Ofsted’s report into information communication technology (ICT) in primary and secondary schools (The Importance of ICT), published last week, confirms many concerns that computing departments in universities have about the school IT curriculum.
The report paints a worrying and damning picture of ICT in schools that threatens the IT profession, the future of UK computing departments and the wider economy. Put simply, after primary education, the IT curriculum is failing students and not preparing them for degrees and then careers in the IT industry.
The dismay of Ofsted inspectors is clear, for example they note that “...many students were following qualifications of doubtful value.”. Looking more deeply the report notes that “...standards in using spreadsheets, databases and programming remained low.”.
Furthermore, teachers gave too much emphasis to teaching students to use particular software applications. One may then ask, where's the challenge and excitement? The Ofsted report makes it clear that this is non-existent.
“Students were spending considerable time demonstrating proficiency in what they could already do..., rather than being introduced to new and more challenging material and skills.”
The report makes no mention of the confusion in the educational establishment between IT user skills and IT as a profession. This strikes at heart of the problem. Much of what is taught in schools is use of office packages.

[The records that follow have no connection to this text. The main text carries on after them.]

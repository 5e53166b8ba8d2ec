//! Task queue behaviour through the engine's tick.

use std::sync::atomic::{AtomicU64, Ordering};
use std::sync::Arc;

use parking_lot::Mutex;
use rand::Rng;

use strata::{Engine, EngineConfig, TaskPriority};
use strata_core::{StageClock, TickStage};

const PRIORITIES: [TaskPriority; 5] = [
    TaskPriority::Critical,
    TaskPriority::High,
    TaskPriority::Normal,
    TaskPriority::Low,
    TaskPriority::Lowest,
];

#[test]
fn test_random_schedule_runs_in_tick_priority_submission_order() {
    let engine = Engine::new(EngineConfig::default()).unwrap();
    let tasks = engine.scheduler().tasks();
    let mut rng = rand::thread_rng();
    let log = Arc::new(Mutex::new(Vec::new()));

    let mut expected = Vec::new();
    for seq in 0..300u64 {
        let delay = rng.gen_range(0..10u64);
        let priority = PRIORITIES[rng.gen_range(0..PRIORITIES.len())];
        let log = Arc::clone(&log);
        let clock: StageClock = engine.snapshot_registry().clock().clone();
        tasks.schedule_sync_delayed(
            "random",
            move || {
                // Tasks only ever run in the Tasks stage
                assert_eq!(clock.stage(), TickStage::Tasks);
                log.lock().push((clock.tick(), priority, seq));
            },
            delay,
            priority,
        );
        expected.push((delay, priority, seq));
    }

    for _ in 0..12 {
        engine.step().unwrap();
    }

    expected.sort_unstable();
    let log = log.lock();
    assert_eq!(log.len(), expected.len());
    assert_eq!(*log, expected);
    assert_eq!(engine.scheduler().pending_tasks().len(), 0);
}

#[test]
fn test_repeating_task_and_cancel_owner() {
    let engine = Engine::new(EngineConfig::default()).unwrap();
    let scheduler = engine.scheduler();
    let runs = Arc::new(AtomicU64::new(0));
    let r = Arc::clone(&runs);
    let id = scheduler.tasks().schedule_sync_repeating(
        "plugin",
        move || {
            r.fetch_add(1, Ordering::SeqCst);
        },
        1,
        3,
        TaskPriority::High,
    );
    scheduler
        .tasks()
        .schedule_sync_delayed("plugin", || panic!("cancelled task ran"), 20, TaskPriority::Low);

    // Ticks 0..=9: runs at 1, 4, 7
    for _ in 0..10 {
        engine.step().unwrap();
    }
    assert_eq!(runs.load(Ordering::SeqCst), 3);
    assert!(scheduler.tasks().is_queued(id));
    assert_eq!(scheduler.pending_tasks().len(), 2);

    assert_eq!(scheduler.cancel_tasks("plugin"), 2);
    for _ in 0..20 {
        engine.step().unwrap();
    }
    assert_eq!(runs.load(Ordering::SeqCst), 3);
    assert!(!scheduler.tasks().is_queued(id));
    assert_eq!(scheduler.up_time(), 29);
}

#[test]
fn test_async_task_completes_off_tick() {
    let engine = Engine::new(EngineConfig::default()).unwrap();
    let (tx, rx) = crossbeam_channel::bounded(1);
    engine
        .scheduler()
        .tasks()
        .schedule_async("io", move || {
            tx.send(std::thread::current().name().map(str::to_owned)).unwrap();
        })
        .unwrap();
    let name = rx.recv_timeout(std::time::Duration::from_secs(5)).unwrap();
    assert!(name.unwrap().starts_with("strata-worker"));
    engine.stop();
    assert_eq!(engine.scheduler().active_workers(), 0);
}
//! # Fixed Pulse
//!
//! Cadence keeping shared by the tick and render drivers.
//!
//! ## Design
//!
//! A pulse never catches up. If one pulse overruns its budget the next one
//! starts immediately, and at most one pulse runs per wake-up:
//!
//! ```text
//!  budget  |--------|--------|--------|
//!  work    |==|     |===========|=|   |
//!                    ^ late      ^ starts at once, no second pulse queued
//! ```

use std::time::{Duration, Instant};

/// Pulse timing statistics.
#[derive(Clone, Copy, Debug, PartialEq, Eq)]
pub struct TickStats {
    /// Minimum pulse duration observed.
    pub min_tick_us: u64,
    /// Maximum pulse duration observed.
    pub max_tick_us: u64,
    /// Average pulse duration (rolling).
    pub avg_tick_us: u64,
    /// Number of late pulses (took longer than budget).
    pub late_ticks: u64,
    /// Total pulses measured.
    pub total_ticks: u64,
}

impl TickStats {
    fn new(budget: Duration) -> Self {
        Self {
            min_tick_us: u64::MAX,
            max_tick_us: 0,
            avg_tick_us: duration_us(budget),
            late_ticks: 0,
            total_ticks: 0,
        }
    }
}

fn duration_us(d: Duration) -> u64 {
    u64::try_from(d.as_micros()).unwrap_or(u64::MAX)
}

/// Fixed-interval pulse controller.
#[derive(Clone, Debug)]
pub struct Pulse {
    /// Target pulse duration.
    interval: Duration,
    /// Start of the current pulse.
    started: Instant,
    stats: TickStats,
}

impl Pulse {
    /// Creates a pulse with the given interval.
    #[must_use]
    pub fn new(interval: Duration) -> Self {
        Self {
            interval,
            started: Instant::now(),
            stats: TickStats::new(interval),
        }
    }

    /// Marks the start of a pulse.
    pub fn begin(&mut self) {
        self.started = Instant::now();
    }

    /// Marks the end of a pulse and records its duration.
    ///
    /// Returns the overrun if the pulse was late.
    pub fn end(&mut self) -> Option<Duration> {
        let elapsed = self.started.elapsed();
        let elapsed_us = duration_us(elapsed);

        self.stats.total_ticks += 1;
        self.stats.min_tick_us = self.stats.min_tick_us.min(elapsed_us);
        self.stats.max_tick_us = self.stats.max_tick_us.max(elapsed_us);
        // Rolling average
        self.stats.avg_tick_us = (self.stats.avg_tick_us * 15 + elapsed_us) / 16;

        if elapsed > self.interval {
            self.stats.late_ticks += 1;
            Some(elapsed - self.interval)
        } else {
            None
        }
    }

    /// Time left before the next pulse is due. Zero when late.
    #[must_use]
    pub fn remaining(&self) -> Duration {
        self.interval.saturating_sub(self.started.elapsed())
    }

    /// Target pulse duration.
    #[must_use]
    pub const fn interval(&self) -> Duration {
        self.interval
    }

    /// Timing statistics.
    #[must_use]
    pub const fn stats(&self) -> &TickStats {
        &self.stats
    }
}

Any parent can tell you that children are already adept at this by the end of their primary school education. The ability of students has been grossly underestimated. It is no wonder that the able students are put off.
It is no surprise that ICT qualifications become a vehicle for schools to meet league table targets. The Ofsted report notes that it is possible to gain twice the GCSE points with half the lessons with some ICT qualifications. Though GCSE and A-levels in ICT are also deficient, the implication is that ICT is something to give the weak students to do.
This is a national scandal in the making. The IT industry is key to the UK economy and poses some of the most difficult problems in our society. It requires bright, able students to graduate from our computing degrees.
The IT industry needs more from graduates, due to the challenges of globalisation. For universities to better deliver this, students need to be challenged and inspired at school, as the scope of a three-year degree to remedy earlier deficiencies is finite.
The above has clearly contributed to the fall in student numbers on computing degrees and the supply of highly skilled IT professionals. These concerns are not new. The 2007 Developing the Future report made this clear, along with earlier studies, for example from the British Computer Society. Recent reports by the Council of Professors and Heads of Computing provide clear evidence of the dismay felt by computing departments in this regard.
Attempts have been made to address this situation. City University London is one of the group of universities that supports the E-skills UK's RevitaliseIT campaign. E-Skills also runs the Computer Clubs for Girls initiative. There is no shortage of engagement in this regard but the options available cannot address the damage being done. The excitement needs to be in the classroom.
We need to have a clear separation of roles between 'use of IT' at primary school and the teaching of IT as a subject and profession at secondary school. We must bring the challenge and excitement of modern computing into the classroom, by offering real problems for students to solve by producing software solutions.
In this regard we are spoilt for choice. Robotics and artificial intelligence? Games programming? Business systems? Its there for the taking. We work in one of the most exciting professions, we just need to ensure that students get to see it.
This means that the IT profession and universities need to provide leadership. It requires us to confront those who presently gain from the currently insane state of affairs, and provide expertise and guidance to develop something we can be proud of.
Finally we need to support the teachers. I have met many hard-working, committed ICT teachers who wish to inspire their students in the way I have described above, but are frustrated that they cannot. They are trapped within a system not of their making. I have seen some leave the profession for that reason. Let us help them deliver the curriculum that our children deserve.